■ **YOUR INSTRUCTIONS**
Copy every line below that has the word "consistent" in it.

========================

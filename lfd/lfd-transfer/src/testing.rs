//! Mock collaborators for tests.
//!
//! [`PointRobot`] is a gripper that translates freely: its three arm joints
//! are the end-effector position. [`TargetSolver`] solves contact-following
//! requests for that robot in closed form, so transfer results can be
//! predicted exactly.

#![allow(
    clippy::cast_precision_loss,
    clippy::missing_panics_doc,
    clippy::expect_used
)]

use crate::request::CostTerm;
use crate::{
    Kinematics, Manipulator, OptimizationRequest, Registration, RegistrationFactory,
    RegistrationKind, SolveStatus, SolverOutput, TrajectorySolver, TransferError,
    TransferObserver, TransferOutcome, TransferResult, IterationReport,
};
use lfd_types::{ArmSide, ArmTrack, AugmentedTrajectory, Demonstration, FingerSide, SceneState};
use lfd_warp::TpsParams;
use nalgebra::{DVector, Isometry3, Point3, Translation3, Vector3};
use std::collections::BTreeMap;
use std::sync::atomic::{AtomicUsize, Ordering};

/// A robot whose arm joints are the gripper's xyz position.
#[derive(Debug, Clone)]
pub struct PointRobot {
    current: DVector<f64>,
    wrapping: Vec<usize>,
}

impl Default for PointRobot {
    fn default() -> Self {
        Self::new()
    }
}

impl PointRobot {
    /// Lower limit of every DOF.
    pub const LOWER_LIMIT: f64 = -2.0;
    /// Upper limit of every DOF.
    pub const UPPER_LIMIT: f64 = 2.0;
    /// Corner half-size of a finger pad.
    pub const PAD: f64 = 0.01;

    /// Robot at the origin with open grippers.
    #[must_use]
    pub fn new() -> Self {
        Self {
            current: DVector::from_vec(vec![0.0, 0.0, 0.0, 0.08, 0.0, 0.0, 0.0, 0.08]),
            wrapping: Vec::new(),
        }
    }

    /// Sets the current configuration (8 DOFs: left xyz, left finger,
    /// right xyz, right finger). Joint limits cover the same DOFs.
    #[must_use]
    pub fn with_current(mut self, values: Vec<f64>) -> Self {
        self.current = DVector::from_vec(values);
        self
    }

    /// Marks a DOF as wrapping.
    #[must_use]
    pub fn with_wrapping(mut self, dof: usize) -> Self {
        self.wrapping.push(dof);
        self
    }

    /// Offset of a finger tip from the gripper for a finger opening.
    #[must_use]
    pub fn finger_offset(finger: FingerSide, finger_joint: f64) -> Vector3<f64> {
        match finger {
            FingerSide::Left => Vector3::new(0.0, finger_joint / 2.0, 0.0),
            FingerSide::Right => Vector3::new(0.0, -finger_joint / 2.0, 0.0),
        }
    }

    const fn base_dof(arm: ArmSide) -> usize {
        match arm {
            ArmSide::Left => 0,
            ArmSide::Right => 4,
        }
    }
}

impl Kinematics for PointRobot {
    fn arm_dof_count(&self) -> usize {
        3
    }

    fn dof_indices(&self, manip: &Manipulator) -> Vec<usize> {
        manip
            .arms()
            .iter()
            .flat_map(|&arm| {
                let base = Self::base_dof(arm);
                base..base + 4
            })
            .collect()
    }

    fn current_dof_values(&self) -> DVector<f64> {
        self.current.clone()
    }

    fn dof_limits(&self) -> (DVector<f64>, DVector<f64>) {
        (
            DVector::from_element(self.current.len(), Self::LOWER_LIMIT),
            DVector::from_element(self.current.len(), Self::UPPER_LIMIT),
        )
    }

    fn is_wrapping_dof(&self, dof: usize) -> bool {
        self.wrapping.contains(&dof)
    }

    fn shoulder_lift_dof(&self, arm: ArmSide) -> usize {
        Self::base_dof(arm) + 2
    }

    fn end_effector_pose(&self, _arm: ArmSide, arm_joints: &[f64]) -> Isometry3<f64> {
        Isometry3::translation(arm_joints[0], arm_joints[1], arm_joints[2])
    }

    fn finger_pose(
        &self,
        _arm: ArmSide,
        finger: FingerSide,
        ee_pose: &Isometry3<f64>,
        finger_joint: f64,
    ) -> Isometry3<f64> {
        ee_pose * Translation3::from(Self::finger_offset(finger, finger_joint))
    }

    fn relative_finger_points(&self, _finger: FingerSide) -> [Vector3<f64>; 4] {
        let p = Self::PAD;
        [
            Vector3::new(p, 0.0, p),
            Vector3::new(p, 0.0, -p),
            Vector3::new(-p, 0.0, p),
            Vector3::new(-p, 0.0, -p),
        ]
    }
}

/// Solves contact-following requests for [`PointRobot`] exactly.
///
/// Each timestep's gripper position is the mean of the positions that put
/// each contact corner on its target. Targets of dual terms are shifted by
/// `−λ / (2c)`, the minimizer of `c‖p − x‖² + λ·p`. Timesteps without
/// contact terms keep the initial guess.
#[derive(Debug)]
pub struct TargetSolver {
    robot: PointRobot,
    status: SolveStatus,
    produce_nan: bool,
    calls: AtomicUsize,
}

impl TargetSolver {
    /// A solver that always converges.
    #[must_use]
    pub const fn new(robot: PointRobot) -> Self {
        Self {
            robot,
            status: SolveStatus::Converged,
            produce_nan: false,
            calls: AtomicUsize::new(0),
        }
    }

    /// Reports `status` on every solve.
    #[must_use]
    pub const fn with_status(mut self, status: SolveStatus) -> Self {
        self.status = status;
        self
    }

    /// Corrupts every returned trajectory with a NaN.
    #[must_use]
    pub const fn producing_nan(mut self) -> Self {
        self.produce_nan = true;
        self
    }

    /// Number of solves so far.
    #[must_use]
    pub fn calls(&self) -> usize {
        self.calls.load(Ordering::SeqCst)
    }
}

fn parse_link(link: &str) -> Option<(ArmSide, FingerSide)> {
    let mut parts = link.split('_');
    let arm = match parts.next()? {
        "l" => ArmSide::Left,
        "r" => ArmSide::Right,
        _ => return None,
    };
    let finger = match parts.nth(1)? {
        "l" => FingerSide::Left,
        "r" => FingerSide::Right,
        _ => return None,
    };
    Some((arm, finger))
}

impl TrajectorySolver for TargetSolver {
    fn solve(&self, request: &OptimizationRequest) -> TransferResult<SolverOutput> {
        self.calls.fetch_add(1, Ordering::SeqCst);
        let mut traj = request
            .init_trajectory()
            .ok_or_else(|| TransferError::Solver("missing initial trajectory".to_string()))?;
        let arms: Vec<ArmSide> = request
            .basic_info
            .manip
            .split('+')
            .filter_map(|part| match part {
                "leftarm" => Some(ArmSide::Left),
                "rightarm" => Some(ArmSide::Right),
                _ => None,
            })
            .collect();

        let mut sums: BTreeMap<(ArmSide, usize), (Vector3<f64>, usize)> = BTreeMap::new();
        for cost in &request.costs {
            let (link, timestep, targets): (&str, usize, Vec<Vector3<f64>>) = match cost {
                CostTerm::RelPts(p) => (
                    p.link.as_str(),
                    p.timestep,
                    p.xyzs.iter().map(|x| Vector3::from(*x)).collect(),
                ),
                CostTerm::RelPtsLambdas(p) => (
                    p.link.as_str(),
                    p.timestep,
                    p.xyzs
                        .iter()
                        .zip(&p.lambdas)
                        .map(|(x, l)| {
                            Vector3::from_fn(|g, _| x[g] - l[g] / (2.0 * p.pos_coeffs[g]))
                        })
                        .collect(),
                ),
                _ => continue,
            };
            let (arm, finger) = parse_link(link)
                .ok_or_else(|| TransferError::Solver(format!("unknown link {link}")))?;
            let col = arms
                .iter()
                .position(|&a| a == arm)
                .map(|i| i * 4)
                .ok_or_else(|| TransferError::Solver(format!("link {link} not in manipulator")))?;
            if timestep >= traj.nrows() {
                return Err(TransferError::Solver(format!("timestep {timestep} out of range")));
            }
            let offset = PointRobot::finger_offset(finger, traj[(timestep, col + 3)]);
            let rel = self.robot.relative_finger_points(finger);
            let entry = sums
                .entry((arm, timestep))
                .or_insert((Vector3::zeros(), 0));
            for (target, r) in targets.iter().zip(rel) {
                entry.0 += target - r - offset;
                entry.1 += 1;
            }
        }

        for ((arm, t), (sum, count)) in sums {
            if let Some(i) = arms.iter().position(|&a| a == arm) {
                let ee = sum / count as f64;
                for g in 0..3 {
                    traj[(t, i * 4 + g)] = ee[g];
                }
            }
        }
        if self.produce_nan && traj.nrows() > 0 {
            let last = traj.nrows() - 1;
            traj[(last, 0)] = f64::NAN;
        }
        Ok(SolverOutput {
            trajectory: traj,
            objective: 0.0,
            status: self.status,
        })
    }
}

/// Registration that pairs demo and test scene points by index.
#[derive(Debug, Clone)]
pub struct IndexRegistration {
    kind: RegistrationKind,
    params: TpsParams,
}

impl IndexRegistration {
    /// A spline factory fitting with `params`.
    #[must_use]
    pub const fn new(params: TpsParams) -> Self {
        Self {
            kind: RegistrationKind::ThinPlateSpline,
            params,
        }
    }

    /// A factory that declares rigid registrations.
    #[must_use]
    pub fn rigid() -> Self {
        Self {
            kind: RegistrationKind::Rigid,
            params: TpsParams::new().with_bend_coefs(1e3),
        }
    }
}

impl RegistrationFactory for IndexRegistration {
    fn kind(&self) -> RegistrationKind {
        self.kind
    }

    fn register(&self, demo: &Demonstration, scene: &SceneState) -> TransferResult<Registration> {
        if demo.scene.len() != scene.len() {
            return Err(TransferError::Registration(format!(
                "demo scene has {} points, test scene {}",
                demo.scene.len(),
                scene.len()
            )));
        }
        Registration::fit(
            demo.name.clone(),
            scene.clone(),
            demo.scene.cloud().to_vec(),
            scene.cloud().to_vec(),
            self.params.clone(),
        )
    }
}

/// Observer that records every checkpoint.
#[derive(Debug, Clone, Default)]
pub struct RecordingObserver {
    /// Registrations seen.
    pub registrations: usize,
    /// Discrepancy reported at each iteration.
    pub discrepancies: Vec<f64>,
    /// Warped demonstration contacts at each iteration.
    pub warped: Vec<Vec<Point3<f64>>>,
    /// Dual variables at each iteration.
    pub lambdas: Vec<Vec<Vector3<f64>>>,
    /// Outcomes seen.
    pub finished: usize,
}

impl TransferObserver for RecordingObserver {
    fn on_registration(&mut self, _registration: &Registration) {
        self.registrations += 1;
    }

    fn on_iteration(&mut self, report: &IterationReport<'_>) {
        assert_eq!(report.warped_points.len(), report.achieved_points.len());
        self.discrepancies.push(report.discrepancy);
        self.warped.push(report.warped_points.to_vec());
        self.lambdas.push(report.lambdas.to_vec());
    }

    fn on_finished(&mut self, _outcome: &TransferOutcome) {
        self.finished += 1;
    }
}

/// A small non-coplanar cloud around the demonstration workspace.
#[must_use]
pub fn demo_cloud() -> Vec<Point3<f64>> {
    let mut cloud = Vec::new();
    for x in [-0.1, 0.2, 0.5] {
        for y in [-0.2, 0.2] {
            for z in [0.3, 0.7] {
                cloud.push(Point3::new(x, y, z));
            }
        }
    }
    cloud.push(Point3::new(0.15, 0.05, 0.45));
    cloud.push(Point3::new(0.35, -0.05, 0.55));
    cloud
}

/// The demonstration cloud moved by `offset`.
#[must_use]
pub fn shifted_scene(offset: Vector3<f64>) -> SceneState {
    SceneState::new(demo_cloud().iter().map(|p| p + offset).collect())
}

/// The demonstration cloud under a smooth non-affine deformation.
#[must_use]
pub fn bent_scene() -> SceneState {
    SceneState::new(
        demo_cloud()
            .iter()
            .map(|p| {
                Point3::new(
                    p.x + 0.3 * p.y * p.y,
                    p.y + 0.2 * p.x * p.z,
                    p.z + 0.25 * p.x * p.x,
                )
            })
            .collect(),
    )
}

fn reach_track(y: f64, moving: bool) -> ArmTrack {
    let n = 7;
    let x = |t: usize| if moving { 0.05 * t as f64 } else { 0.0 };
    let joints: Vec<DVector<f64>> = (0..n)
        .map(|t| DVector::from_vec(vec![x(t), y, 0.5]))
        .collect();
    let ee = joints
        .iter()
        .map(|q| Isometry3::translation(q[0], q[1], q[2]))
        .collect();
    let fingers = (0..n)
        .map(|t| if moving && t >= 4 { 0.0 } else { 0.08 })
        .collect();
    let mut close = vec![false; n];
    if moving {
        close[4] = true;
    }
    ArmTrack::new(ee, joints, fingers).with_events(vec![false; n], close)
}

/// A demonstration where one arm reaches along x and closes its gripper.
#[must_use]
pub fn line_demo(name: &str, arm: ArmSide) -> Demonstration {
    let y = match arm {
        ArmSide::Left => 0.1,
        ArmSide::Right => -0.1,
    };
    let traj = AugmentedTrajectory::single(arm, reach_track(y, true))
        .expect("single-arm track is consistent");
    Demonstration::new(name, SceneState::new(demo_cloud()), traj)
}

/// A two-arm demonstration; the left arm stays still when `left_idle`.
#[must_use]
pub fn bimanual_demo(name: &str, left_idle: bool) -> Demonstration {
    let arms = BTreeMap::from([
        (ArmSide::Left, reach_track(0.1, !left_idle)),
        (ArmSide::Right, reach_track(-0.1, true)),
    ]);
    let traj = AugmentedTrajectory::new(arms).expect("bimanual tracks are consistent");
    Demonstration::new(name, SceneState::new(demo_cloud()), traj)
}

========================

■ **RESULT FOR THIS TASK**
        .expect("single-arm track is consistent");
    let traj = AugmentedTrajectory::new(arms).expect("bimanual tracks are consistent");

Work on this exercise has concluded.